• RECORDS FOR PROCESSING
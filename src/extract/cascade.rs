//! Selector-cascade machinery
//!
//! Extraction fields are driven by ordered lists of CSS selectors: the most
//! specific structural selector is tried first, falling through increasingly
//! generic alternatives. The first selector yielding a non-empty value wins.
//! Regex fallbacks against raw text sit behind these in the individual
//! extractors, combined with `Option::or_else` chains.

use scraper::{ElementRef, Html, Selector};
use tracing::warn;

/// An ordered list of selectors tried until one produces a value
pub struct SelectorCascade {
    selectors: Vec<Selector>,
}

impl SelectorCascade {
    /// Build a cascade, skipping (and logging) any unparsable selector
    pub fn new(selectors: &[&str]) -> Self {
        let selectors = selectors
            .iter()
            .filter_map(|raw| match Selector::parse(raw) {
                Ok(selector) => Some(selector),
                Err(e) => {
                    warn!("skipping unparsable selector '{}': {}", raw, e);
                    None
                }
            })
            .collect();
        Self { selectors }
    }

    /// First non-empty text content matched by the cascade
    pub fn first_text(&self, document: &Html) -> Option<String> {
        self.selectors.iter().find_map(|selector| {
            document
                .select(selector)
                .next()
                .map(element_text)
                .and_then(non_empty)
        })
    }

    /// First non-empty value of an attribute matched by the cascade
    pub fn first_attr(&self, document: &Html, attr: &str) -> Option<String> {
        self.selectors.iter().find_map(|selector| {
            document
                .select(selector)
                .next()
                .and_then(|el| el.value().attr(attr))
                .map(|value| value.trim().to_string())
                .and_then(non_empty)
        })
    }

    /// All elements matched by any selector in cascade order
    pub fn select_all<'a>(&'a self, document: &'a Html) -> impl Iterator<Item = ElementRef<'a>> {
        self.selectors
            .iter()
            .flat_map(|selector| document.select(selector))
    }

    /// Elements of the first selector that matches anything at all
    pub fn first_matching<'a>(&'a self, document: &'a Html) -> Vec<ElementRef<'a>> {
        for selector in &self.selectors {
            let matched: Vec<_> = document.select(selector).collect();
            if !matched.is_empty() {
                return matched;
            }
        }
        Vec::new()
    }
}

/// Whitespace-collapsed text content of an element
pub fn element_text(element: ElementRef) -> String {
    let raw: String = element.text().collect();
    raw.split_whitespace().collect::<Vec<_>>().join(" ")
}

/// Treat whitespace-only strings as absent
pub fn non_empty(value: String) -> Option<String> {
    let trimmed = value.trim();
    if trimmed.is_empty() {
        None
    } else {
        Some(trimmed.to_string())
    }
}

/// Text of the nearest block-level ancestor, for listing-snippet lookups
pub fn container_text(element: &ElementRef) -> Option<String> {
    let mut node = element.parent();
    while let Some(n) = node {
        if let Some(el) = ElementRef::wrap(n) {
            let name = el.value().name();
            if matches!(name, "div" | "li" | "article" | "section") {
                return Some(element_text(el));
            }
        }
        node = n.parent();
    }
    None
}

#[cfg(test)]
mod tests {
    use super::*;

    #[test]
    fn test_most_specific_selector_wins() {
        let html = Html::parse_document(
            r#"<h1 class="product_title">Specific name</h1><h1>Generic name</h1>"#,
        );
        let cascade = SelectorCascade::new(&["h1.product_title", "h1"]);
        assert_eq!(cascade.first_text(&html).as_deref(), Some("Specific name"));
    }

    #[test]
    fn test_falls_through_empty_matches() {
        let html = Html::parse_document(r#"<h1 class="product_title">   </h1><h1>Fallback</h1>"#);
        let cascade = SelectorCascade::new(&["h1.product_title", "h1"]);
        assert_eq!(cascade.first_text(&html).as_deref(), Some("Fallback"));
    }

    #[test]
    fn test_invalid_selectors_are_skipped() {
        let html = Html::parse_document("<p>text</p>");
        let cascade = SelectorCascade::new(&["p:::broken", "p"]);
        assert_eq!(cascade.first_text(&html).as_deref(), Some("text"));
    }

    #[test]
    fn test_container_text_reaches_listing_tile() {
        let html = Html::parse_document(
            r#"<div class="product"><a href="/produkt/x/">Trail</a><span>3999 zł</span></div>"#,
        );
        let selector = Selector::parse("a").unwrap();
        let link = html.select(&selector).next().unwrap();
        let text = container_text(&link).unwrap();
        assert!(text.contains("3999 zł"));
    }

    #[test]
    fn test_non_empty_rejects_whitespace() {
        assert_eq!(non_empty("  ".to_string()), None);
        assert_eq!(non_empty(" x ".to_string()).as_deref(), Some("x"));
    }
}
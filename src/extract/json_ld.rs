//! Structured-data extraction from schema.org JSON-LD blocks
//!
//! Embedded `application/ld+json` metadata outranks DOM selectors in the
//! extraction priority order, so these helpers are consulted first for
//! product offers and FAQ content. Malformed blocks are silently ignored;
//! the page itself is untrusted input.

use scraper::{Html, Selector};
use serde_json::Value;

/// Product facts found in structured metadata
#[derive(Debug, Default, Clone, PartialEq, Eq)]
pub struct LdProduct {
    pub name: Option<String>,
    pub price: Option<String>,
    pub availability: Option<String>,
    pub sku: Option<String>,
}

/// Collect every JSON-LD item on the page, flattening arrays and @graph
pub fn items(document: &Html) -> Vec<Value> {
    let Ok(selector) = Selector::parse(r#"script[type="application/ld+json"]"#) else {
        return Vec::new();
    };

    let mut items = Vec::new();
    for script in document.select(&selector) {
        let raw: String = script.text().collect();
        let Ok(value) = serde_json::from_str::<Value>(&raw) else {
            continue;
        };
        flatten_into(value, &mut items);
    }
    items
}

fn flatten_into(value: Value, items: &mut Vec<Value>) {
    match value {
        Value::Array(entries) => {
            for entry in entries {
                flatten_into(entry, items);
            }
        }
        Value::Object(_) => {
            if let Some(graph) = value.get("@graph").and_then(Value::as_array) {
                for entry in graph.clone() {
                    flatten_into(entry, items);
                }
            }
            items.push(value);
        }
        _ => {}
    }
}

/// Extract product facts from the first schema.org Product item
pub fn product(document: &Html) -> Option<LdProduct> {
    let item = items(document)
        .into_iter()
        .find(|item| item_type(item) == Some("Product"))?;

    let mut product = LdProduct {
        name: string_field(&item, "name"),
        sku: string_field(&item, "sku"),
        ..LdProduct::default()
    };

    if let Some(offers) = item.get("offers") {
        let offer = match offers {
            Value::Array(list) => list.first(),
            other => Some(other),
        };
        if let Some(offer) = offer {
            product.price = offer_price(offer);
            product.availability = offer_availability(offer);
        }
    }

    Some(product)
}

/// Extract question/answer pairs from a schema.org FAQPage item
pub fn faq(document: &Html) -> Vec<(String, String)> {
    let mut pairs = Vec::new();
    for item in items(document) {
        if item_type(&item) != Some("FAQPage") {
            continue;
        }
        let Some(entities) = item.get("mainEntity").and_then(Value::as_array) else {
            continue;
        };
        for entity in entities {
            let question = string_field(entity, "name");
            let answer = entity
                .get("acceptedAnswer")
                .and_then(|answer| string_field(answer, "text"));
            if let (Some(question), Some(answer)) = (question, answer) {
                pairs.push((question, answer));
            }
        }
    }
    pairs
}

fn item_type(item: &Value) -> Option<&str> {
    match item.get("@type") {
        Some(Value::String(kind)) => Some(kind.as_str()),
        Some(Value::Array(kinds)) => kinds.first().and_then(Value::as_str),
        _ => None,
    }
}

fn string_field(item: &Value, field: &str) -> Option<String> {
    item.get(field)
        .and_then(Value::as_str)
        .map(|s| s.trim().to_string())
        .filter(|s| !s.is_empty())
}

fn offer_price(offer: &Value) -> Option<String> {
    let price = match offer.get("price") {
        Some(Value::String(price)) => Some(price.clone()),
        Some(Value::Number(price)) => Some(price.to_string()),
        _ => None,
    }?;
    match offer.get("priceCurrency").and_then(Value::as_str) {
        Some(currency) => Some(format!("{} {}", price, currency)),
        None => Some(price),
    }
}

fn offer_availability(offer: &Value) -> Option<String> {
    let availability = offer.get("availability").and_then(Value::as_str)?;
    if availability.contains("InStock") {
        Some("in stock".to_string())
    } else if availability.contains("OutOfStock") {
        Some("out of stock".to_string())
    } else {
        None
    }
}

• EXERCISE BRIEF
Going through the material above, work out how many lines contain the string "contains" and give only that figure.

• ANSWER BOX
3